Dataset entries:
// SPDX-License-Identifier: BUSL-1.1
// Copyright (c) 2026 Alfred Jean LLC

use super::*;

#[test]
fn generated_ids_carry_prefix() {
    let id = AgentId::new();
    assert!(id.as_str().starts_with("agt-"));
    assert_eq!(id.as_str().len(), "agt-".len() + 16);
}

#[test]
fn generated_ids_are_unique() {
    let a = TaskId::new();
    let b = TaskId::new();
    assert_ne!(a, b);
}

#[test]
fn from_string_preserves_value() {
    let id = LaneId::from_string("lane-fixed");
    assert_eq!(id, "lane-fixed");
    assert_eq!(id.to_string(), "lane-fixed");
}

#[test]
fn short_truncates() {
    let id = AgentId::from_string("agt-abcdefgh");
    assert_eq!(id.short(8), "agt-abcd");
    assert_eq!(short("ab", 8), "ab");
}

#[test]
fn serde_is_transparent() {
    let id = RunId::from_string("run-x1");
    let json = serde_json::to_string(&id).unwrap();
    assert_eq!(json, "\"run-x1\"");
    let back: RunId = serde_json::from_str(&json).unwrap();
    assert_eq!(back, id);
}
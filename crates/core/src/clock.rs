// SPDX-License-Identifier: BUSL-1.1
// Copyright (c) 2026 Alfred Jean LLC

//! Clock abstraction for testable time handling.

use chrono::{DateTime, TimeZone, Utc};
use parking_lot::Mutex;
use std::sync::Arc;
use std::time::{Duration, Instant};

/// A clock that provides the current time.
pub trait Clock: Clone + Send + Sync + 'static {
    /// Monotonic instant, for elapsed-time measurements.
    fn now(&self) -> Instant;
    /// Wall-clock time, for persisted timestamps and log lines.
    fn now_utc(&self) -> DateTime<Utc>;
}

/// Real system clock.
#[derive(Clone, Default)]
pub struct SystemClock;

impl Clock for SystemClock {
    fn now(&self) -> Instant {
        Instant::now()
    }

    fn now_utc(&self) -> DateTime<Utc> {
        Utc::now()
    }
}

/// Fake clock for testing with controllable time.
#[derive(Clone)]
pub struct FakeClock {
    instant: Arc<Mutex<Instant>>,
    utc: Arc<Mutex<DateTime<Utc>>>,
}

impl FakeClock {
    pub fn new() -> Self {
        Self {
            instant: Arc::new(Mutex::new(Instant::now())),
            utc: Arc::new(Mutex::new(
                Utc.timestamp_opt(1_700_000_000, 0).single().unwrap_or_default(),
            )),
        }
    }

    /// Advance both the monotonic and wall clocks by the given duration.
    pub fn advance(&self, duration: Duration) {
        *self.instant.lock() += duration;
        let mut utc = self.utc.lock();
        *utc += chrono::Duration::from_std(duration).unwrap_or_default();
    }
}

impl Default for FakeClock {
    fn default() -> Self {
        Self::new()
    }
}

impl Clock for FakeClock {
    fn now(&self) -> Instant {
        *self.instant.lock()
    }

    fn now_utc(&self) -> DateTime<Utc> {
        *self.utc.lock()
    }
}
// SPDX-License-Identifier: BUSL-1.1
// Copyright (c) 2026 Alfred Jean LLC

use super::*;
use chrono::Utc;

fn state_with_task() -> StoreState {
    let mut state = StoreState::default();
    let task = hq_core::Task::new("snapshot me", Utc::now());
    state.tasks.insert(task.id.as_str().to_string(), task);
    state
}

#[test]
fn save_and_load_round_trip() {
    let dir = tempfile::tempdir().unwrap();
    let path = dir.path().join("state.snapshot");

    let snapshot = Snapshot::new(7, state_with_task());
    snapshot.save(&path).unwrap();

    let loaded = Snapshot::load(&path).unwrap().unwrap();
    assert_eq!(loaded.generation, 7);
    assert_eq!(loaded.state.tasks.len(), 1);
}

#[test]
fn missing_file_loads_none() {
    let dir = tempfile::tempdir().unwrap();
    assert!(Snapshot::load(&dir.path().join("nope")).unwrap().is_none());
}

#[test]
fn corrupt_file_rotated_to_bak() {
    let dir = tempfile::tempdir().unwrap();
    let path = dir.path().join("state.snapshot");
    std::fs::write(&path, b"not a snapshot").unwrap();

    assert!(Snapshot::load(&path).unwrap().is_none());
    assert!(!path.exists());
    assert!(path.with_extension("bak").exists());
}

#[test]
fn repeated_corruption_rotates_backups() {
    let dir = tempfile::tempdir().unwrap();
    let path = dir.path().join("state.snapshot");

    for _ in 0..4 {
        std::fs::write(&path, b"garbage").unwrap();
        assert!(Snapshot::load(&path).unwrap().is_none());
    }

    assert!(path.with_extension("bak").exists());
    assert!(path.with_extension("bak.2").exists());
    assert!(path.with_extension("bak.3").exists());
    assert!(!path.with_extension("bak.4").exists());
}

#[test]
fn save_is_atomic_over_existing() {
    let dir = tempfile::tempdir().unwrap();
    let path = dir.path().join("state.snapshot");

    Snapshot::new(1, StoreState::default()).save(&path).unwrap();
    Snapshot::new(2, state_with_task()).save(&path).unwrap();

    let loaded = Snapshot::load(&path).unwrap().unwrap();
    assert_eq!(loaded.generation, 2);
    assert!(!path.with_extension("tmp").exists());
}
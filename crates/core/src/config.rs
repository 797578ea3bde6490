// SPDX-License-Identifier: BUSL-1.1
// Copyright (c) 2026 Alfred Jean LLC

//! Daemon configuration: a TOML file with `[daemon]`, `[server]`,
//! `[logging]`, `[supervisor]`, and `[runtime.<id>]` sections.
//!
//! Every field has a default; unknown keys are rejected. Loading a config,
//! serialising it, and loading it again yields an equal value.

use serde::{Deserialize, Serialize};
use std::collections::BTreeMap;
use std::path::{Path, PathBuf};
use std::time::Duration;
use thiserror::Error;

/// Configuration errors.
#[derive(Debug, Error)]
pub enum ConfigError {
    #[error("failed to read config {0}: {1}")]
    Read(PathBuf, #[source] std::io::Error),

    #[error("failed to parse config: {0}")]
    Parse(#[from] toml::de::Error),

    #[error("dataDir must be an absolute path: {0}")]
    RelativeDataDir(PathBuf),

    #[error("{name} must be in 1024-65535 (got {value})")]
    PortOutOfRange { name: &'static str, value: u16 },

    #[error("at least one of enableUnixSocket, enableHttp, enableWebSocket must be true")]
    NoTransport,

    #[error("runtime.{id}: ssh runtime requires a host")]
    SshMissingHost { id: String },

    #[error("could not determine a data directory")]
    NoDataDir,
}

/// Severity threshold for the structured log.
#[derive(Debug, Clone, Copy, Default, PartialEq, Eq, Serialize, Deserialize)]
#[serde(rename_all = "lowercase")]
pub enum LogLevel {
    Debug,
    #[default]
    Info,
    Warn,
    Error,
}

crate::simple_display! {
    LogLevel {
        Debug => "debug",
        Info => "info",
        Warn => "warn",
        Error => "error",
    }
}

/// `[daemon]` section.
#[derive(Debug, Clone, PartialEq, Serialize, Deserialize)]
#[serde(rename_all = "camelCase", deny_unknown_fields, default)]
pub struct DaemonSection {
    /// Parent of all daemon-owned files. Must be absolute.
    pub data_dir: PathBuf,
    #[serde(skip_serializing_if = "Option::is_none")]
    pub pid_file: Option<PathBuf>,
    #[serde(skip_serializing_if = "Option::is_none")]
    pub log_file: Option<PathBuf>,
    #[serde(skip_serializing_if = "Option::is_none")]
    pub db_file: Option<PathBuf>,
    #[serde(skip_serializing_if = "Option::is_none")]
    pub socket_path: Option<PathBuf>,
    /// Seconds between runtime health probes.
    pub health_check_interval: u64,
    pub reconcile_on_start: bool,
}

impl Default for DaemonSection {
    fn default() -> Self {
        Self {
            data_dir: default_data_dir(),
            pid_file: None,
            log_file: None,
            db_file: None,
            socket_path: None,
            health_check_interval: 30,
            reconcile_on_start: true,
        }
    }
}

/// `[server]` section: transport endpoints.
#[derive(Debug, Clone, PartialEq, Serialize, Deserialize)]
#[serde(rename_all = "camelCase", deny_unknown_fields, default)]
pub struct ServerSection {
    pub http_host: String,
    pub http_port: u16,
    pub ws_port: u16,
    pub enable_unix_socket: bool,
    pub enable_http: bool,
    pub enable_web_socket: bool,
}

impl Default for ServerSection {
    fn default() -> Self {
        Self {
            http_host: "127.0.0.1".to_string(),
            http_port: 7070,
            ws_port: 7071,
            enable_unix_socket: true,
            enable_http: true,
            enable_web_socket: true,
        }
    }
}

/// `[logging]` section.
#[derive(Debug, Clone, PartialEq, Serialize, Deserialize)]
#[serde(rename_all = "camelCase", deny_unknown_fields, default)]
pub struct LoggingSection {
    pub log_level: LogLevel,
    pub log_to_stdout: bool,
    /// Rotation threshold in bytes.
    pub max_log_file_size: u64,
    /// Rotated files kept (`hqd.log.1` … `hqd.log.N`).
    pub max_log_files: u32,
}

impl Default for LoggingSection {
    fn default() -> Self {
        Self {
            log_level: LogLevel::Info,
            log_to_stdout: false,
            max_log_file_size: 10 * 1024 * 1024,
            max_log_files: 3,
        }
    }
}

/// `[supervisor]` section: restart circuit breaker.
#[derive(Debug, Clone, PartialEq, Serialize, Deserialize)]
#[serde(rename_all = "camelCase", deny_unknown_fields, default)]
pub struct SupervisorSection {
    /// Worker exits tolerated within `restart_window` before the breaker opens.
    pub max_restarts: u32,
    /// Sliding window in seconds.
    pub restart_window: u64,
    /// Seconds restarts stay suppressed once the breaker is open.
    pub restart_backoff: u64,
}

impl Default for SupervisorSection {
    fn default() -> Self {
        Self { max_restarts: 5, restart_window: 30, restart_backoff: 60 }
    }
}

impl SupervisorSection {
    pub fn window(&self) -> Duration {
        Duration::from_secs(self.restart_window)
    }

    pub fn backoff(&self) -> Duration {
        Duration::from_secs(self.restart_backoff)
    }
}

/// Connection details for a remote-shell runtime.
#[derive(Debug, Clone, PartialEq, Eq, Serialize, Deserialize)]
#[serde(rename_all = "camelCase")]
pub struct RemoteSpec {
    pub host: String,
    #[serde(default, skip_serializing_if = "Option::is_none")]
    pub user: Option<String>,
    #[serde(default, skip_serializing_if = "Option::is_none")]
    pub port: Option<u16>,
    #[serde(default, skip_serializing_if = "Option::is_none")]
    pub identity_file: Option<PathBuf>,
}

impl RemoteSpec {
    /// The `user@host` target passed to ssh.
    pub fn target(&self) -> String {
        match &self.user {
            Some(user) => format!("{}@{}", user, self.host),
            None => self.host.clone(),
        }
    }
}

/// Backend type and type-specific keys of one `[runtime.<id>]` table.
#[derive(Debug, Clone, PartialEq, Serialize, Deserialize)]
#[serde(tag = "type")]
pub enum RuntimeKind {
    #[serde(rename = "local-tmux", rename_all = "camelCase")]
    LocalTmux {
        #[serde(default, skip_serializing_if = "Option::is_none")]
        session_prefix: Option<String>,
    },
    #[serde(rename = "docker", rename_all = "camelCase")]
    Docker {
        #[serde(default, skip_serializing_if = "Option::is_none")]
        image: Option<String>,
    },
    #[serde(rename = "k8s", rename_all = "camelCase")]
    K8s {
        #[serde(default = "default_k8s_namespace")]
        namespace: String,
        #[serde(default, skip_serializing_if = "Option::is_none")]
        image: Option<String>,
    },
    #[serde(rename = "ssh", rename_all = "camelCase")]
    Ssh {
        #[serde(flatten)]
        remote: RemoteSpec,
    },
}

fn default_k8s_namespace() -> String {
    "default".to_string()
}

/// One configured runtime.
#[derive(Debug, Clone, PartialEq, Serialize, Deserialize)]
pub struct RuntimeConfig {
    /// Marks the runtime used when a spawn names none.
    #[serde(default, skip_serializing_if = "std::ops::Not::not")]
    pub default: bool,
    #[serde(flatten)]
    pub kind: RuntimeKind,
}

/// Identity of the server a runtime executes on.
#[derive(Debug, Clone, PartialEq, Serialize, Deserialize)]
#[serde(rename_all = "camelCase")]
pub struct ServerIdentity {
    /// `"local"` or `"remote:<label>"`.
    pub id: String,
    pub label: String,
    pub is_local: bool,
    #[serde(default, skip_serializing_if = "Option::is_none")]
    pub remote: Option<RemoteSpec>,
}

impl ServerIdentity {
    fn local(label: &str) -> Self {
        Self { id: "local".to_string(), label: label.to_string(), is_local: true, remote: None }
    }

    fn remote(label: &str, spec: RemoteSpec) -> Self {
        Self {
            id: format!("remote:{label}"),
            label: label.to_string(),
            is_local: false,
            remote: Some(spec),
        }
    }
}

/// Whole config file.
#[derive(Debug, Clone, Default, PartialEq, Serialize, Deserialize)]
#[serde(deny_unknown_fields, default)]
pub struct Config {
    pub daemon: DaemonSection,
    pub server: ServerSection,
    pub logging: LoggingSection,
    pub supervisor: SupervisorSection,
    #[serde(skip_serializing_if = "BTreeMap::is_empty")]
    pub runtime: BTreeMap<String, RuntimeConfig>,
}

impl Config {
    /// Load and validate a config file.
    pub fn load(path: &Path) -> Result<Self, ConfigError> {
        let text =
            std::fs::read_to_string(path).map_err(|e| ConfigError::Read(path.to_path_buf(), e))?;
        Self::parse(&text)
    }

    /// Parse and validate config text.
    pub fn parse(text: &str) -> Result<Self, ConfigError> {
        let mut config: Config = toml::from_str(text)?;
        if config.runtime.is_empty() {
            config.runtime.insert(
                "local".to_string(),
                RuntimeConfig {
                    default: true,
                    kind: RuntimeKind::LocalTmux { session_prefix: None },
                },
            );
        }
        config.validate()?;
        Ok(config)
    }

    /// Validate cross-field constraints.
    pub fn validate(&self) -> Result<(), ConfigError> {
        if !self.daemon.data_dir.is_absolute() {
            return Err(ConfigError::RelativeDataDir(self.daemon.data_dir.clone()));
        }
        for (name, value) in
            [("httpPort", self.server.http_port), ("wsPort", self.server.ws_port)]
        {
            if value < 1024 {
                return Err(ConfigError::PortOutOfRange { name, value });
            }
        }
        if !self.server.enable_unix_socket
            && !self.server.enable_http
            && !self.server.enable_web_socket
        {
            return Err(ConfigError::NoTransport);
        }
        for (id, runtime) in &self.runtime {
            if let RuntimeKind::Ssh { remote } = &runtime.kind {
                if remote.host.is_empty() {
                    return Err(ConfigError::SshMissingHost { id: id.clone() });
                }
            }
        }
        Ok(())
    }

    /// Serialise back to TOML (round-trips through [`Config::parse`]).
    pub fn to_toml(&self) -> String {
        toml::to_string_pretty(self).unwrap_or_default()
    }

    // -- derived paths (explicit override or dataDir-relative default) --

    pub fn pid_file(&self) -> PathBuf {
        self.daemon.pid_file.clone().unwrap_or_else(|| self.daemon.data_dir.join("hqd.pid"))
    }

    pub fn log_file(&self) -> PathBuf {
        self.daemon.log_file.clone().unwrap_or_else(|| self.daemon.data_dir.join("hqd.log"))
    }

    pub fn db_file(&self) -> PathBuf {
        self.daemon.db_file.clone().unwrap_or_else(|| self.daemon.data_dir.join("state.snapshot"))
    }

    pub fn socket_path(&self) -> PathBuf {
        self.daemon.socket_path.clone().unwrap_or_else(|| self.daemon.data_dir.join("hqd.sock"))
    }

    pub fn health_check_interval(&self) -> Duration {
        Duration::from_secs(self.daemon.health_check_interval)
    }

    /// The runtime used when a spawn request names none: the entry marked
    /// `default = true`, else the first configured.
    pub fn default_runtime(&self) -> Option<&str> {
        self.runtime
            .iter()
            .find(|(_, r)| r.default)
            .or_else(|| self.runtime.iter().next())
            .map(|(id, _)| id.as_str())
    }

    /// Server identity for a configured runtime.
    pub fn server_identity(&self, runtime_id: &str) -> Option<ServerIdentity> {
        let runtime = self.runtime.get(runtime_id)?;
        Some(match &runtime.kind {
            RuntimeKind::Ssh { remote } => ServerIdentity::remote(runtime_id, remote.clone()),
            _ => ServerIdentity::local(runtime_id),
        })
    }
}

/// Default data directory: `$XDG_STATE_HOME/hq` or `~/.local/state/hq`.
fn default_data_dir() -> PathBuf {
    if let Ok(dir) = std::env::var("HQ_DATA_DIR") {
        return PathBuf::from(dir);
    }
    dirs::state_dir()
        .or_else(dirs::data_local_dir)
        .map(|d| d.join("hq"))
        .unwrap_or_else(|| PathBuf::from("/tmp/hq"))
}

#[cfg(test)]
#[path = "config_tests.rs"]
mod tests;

### WORK REQUEST
Write out each line above that contains the word "ServerSection".

### RESULT OF THIS EXERCISE
pub struct ServerSection {
impl Default for ServerSection {
    pub server: ServerSection,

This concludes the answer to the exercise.